Il leone, la sacralità e il rito
La raffigurazione del leone, dunque, percorre ininterrottamente la storia dell'uomo ad iniziare dal Paleolitico, mantenendo intatta la sua simbologia di forza, potenza e regalità.
In particolare poi, la presenza di ricorrenti sculture di felini, spesso incontestabilmente legate al sacro, pone il problema del loro significato, al di là dell'immagine zoomorfa rappresentata, e ci immette direttamente nelle questioni relative alla ritualità e alla mitografia.

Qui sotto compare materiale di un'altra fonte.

use fragtk_lib::pipeline::preprocess::{CallCellsOptions, CellFilter};
use fragtk_lib::pipeline::validation::{validate_input_files, validate_threshold};
use std::path::PathBuf;
use structopt::StructOpt;

/// CLI arguments for the `call-cells` subcommand.
#[derive(Debug, Clone, StructOpt)]
#[structopt(author, name = "call-cells")]
pub struct CallCellsArgs {
    /// Fragment file with barcodes in the fourth column.
    pub fragments: PathBuf,

    /// Output list of called cell barcodes, one per line.
    #[structopt(long, short = "o")]
    pub output: PathBuf,

    /// Expected number of cells. Without it the knee of the rank curve is used.
    #[structopt(long, short = "n")]
    pub expected_cells: Option<usize>,

    /// Minimum fragment records for a barcode to be called.
    #[structopt(long, default_value = "1000")]
    pub min_counts: u64,

    /// Also write the fragment count of every barcode to this TSV.
    #[structopt(long)]
    pub counts: Option<PathBuf>,

    /// QC table written by `fragtk import`; enables the QC filters below.
    #[structopt(long)]
    pub qc: Option<PathBuf>,

    /// Minimum unique fragments in the QC table.
    #[structopt(long)]
    pub min_fragments: Option<u64>,

    /// Maximum unique fragments in the QC table.
    #[structopt(long)]
    pub max_fragments: Option<u64>,

    /// Minimum TSS enrichment.
    #[structopt(long)]
    pub min_tsse: Option<f64>,

    /// Maximum TSS enrichment.
    #[structopt(long)]
    pub max_tsse: Option<f64>,
}

/// Normalised configuration derived from [`CallCellsArgs`].
#[derive(Debug, Clone)]
pub struct CallCellsConfig {
    pub fragments: PathBuf,
    pub output: PathBuf,
    pub counts: Option<PathBuf>,
    pub qc: Option<PathBuf>,
    pub calling: CallCellsOptions,
    pub filter: CellFilter,
}

impl From<CallCellsArgs> for CallCellsConfig {
    fn from(args: CallCellsArgs) -> CallCellsConfig {
        CallCellsConfig {
            fragments: args.fragments,
            output: args.output,
            counts: args.counts,
            qc: args.qc,
            calling: CallCellsOptions {
                expected_cells: args.expected_cells,
                min_counts: args.min_counts,
            },
            filter: CellFilter {
                min_counts: args.min_fragments,
                max_counts: args.max_fragments,
                min_tsse: args.min_tsse,
                max_tsse: args.max_tsse,
            },
        }
    }
}

impl CallCellsConfig {
    pub fn has_qc_filter(&self) -> bool {
        let f = &self.filter;
        f.min_counts.is_some() || f.max_counts.is_some() || f.min_tsse.is_some() || f.max_tsse.is_some()
    }

    pub fn validate(&self) -> fragtk_lib::Result<()> {
        for (name, value) in [("min_tsse", self.filter.min_tsse), ("max_tsse", self.filter.max_tsse)] {
            if let Some(v) = value {
                validate_threshold(name, v, 0.0, f64::MAX)?;
            }
        }
        if self.calling.expected_cells == Some(0) {
            return Err(fragtk_lib::FragError::InvalidInput(
                "expected_cells must be greater than 0".to_string(),
            ));
        }
        let mut inputs = vec![&self.fragments];
        inputs.extend(self.qc.iter());
        validate_input_files(&inputs)
    }
}
use crate::engine::linalg::squared_distance;
use rayon::prelude::*;

/// Centroids and per-point cluster assignments.
#[derive(Debug, Clone)]
pub(crate) struct Clustering {
    pub centroids: Vec<Vec<f64>>,
    pub labels: Vec<usize>,
}

fn mean_of<'a, I: Iterator<Item = &'a Vec<f64>>>(points: I, dim: usize) -> Vec<f64> {
    let mut acc = vec![0.0; dim];
    let mut n = 0usize;
    for p in points {
        acc.iter_mut().zip(p).for_each(|(a, x)| *a += x);
        n += 1;
    }
    if n > 0 {
        acc.iter_mut().for_each(|a| *a /= n as f64);
    }
    acc
}

pub(crate) fn nearest(point: &[f64], centroids: &[Vec<f64>]) -> (usize, f64) {
    centroids
        .iter()
        .enumerate()
        .map(|(i, c)| (i, squared_distance(point, c)))
        .fold((0, f64::INFINITY), |best, cur| if cur.1 < best.1 { cur } else { best })
}

/// Farthest-point seeding: the first seed is the point farthest from the
/// mean, each further seed the point farthest from all chosen seeds.
fn farthest_point_seeds(points: &[Vec<f64>], k: usize) -> Vec<Vec<f64>> {
    let dim = points[0].len();
    let mean = mean_of(points.iter(), dim);
    let mut min_dist: Vec<f64> = points.iter().map(|p| squared_distance(p, &mean)).collect();
    let mut seeds = Vec::with_capacity(k);
    for _ in 0..k {
        let (idx, _) = min_dist
            .iter()
            .enumerate()
            .fold((0, f64::NEG_INFINITY), |best, (i, &d)| if d > best.1 { (i, d) } else { best });
        let seed = points[idx].clone();
        if seeds.is_empty() {
            min_dist.iter_mut().for_each(|d| *d = f64::INFINITY);
        }
        min_dist
            .iter_mut()
            .zip(points)
            .for_each(|(d, p)| *d = d.min(squared_distance(p, &seed)));
        seeds.push(seed);
    }
    seeds
}

/// Lloyd's k-means with deterministic seeding. `k` is capped by the number
/// of points; empty clusters keep their previous centroid.
pub(crate) fn kmeans(points: &[Vec<f64>], k: usize, max_iter: usize) -> Clustering {
    if points.is_empty() || k == 0 {
        return Clustering {
            centroids: Vec::new(),
            labels: vec![0; points.len()],
        };
    }
    let k = k.min(points.len());
    let dim = points[0].len();
    let mut centroids = farthest_point_seeds(points, k);
    let mut labels = vec![usize::MAX; points.len()];

    for _ in 0..max_iter {
        let new_labels: Vec<usize> = points.par_iter().map(|p| nearest(p, &centroids).0).collect();
        if new_labels == labels {
            break;
        }
        labels = new_labels;
        for (c, centroid) in centroids.iter_mut().enumerate() {
            let members = points.iter().zip(&labels).filter(|(_, &l)| l == c).map(|(p, _)| p);
            let mean = mean_of(members, dim);
            if labels.iter().any(|&l| l == c) {
                *centroid = mean;
            }
        }
    }
    if labels.iter().any(|&l| l == usize::MAX) {
        labels = points.par_iter().map(|p| nearest(p, &centroids).0).collect();
    }
    Clustering { centroids, labels }
}

#[cfg(test)]
mod tests {
    use super::*;

    #[test]
    fn separates_blobs() {
        let mut points = Vec::new();
        for i in 0..10 {
            points.push(vec![i as f64 * 0.01, 0.0]);
            points.push(vec![10.0 + i as f64 * 0.01, 10.0]);
        }
        let c = kmeans(&points, 2, 20);
        assert_eq!(c.centroids.len(), 2);
        assert!(c.labels.chunks(2).all(|pair| pair[0] != pair[1]));
        let first = c.labels[0];
        assert!(c.labels.iter().step_by(2).all(|&l| l == first));
    }

    #[test]
    fn caps_k_by_points() {
        let points = vec![vec![0.0], vec![1.0]];
        let c = kmeans(&points, 5, 10);
        assert_eq!(c.centroids.len(), 2);
        assert_ne!(c.labels[0], c.labels[1]);
    }
}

Infatti, da quanto abbiamo visto, tutte le raffigurazioni del leone, culturalmente e cronologicamente diverse, hanno una caratteristica in comune: ne associano l'immagine a una qualità che in qualche modo ha a che fare col sacro (potenza, regalità o astuzia e malvagità al massimo grado), spesso collegandola come figura mitica alla religione o identificandola direttamente con esseri divini, sia maschili che femminili.

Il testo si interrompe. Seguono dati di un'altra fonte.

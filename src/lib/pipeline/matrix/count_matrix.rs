use crate::core::error::{FragError, Result};
use crate::core::sparse::SparseOps;
use crate::fragment::Fragment;
use crate::pipeline::preprocess::FragmentStore;
use nalgebra_sparse::CsrMatrix;
use rayon::prelude::*;
use std::str::FromStr;

/// How fragments contribute to feature counts.
#[derive(Debug, Clone, Copy, PartialEq, Eq, Default)]
pub enum CountingStrategy {
    /// Every Tn5 insertion is counted.
    #[default]
    Insertion,
    /// Every feature the fragment overlaps is counted once.
    Fragment,
    /// Insertions are counted, but at most once per feature per fragment.
    PairedInsertion,
}

impl FromStr for CountingStrategy {
    type Err = String;

    fn from_str(s: &str) -> std::result::Result<Self, Self::Err> {
        match s.to_ascii_lowercase().replace('_', "-").as_str() {
            "insertion" => Ok(CountingStrategy::Insertion),
            "fragment" => Ok(CountingStrategy::Fragment),
            "paired-insertion" => Ok(CountingStrategy::PairedInsertion),
            other => Err(format!("unknown counting strategy: {}", other)),
        }
    }
}

/// Cell-by-feature count matrix with its row and column names.
#[derive(Debug, Clone)]
pub struct CountMatrix {
    pub obs_names: Vec<String>,
    pub var_names: Vec<String>,
    pub data: CsrMatrix<u32>,
}

impl CountMatrix {
    pub fn new(obs_names: Vec<String>, var_names: Vec<String>, data: CsrMatrix<u32>) -> Result<Self> {
        if data.nrows() != obs_names.len() || data.ncols() != var_names.len() {
            return Err(FragError::DimensionMismatch {
                expected: format!("{}×{}", obs_names.len(), var_names.len()),
                actual: format!("{}×{}", data.nrows(), data.ncols()),
            });
        }
        Ok(CountMatrix {
            obs_names,
            var_names,
            data,
        })
    }

    pub fn n_obs(&self) -> usize {
        self.data.nrows()
    }

    pub fn n_vars(&self) -> usize {
        self.data.ncols()
    }

    /// Restrict to the given feature columns, in the given order.
    pub fn select_vars(&self, indices: &[usize]) -> Result<CountMatrix> {
        let data = SparseOps::filter_columns_u32(&self.data, indices)?;
        let var_names = indices.iter().map(|&i| self.var_names[i].clone()).collect();
        CountMatrix::new(self.obs_names.clone(), var_names, data)
    }

    /// Restrict to the given cells, in the given order.
    pub fn select_obs(&self, indices: &[usize]) -> Result<CountMatrix> {
        let data = SparseOps::select_rows_u32(&self.data, indices)?;
        let obs_names = indices.iter().map(|&i| self.obs_names[i].clone()).collect();
        CountMatrix::new(obs_names, self.var_names.clone(), data)
    }
}

/// Count features for every cell of `store` in parallel. `emit` pushes the
/// `(feature, count)` contributions of one fragment; repeated features are
/// summed.
pub(crate) fn count_features<F>(
    store: &FragmentStore,
    n_features: usize,
    count_duplicates: bool,
    emit: F,
) -> Result<CsrMatrix<u32>>
where
    F: Fn(&Fragment, u32, &mut Vec<(usize, u32)>) + Sync,
{
    let rows: Vec<Vec<(usize, u32)>> = store
        .cells()
        .par_iter()
        .map(|cell| {
            let mut row = Vec::with_capacity(cell.fragments.len() * 2);
            for fragment in &cell.fragments {
                let weight = if count_duplicates { fragment.count } else { 1 };
                emit(fragment, weight, &mut row);
            }
            row
        })
        .collect();
    SparseOps::from_rows(n_features, rows)
}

Ci si potrebbe innanzi tutto chiedere perchè questa figura mitica di leone è identificata a volte col maschio, e altre volte con la femmina, questo a partire, come si è visto, dalla grotta LesTrois Frères, in cui parrebbe prevalere la raffigurazione della leonessa, a meno che non si tratti soprattutto di una questione di stile di rappresentazione, come già nelle più antiche sculture litiche di felini, o del fatto che, come si è detto, il leone delle caverne era privo di criniera.
In seguito, nell'iconografia dei tempi storici, troviamo quasi sempre il leone maschio, magari associato all'inizio, come in Egitto, in Grecia e a Roma, a divinità femminili: forse per il passaggio da civiltà di caccia a civiltà agraria.
Presso le antiche civiltà storiche, comunque, spesso il leone è simbolo di divinità, in prevalenza femminili. Tra le più note, presso i Sumeri, la dea Ereshkigal; la dea Inanna, associata al leone alato, o rappresentata mentre soggioga il the leone , avendone assunto lei stessa le ali; presso gli Ittiti, Hebat, sposa di Teshub, raffigurata come una matrona, in piedi sul suo animale sacro, il leone; la dea lunare Shaushka (identificata con Ishtar), (III dinastia di Ur, periodo accadico, circa 2350 a.C.), come figura alata ritta su un leone, nel rilievo di dei e dee della tribuna principale di Yazilikaya; un'immagine sumero-accadica presumibilmente della dea Lilith la rappresenta ritta su un leone; in un'arpa dalla tomba di re Puabi, Ur, 2600 a.C., figura di leone, ritta in piedi come offerente; Zababa, sotto la cui effigie era raffigurato un leone; Nergal, dio della guerra; nell'arte minoica, un intaglio con una "Dea delle montagne con leoni; in GreciaCybele, dea madre della Frigia , e dea punica della guerra, guida un carro trainato da leoni o è assisa su un trono con due leoni accucciati ai piedi; risalente al Neolitico, VII millennio a:C., in Anatolia, a Çatalhöyük, una statuina di argilla condivinità femminile, seduta su un trono, con leonesse come braccioli;
Artemide, dea della natura. "aspra agitatrice di belve", come canta Omero, sovente raffigurata con dei leoni, che appaiono nel frontone del tempio a lei dedicato, a Corfù (arte greca, 600 a.C.); tra le numerosissime divinità egizie, Aker, doppio leone, con il disco solare, guardiano del sorgere e del tramontare del sole Bast, raffigurata con fattezze di gatto, oltre che di leone Hathor, anche sotto forma di mucca, oltre che di leone; Horus, con testa di leone e disco solare; Mehit, dea con testa di leone; Sekhmet , con testa di leone sormontata dal disco solare, col cobra ; Tefnut, con testa di mucca oltre che di leone, sovrastata dal disco del sole; in Tibet, Senge Dong-ma; in India, Simhavaktra come donna, Narasimha come incarnazione di Visnù; Giunone romana, rappresentata su un carro trainato da leoni; Vulcano , dio romano, associato al leone, il cui ruggito rammentava il rombo del vulcano; in Oriente, Buddha, seduto su un leone come su un trono, era detto " il leone di Shakya"; Chiu-shou , divinità cinese, era un leone, che talvolta assumeva fattezze umane; Durga, dea indù, distruttrice di demoni, è raffigurata seduta su un leone; Tara, dea tibetana (leonessa); Sinha Kubera, dio indù, seduto sulla schiena di un leone; Nyavirezi, dea africana, era associata al leone.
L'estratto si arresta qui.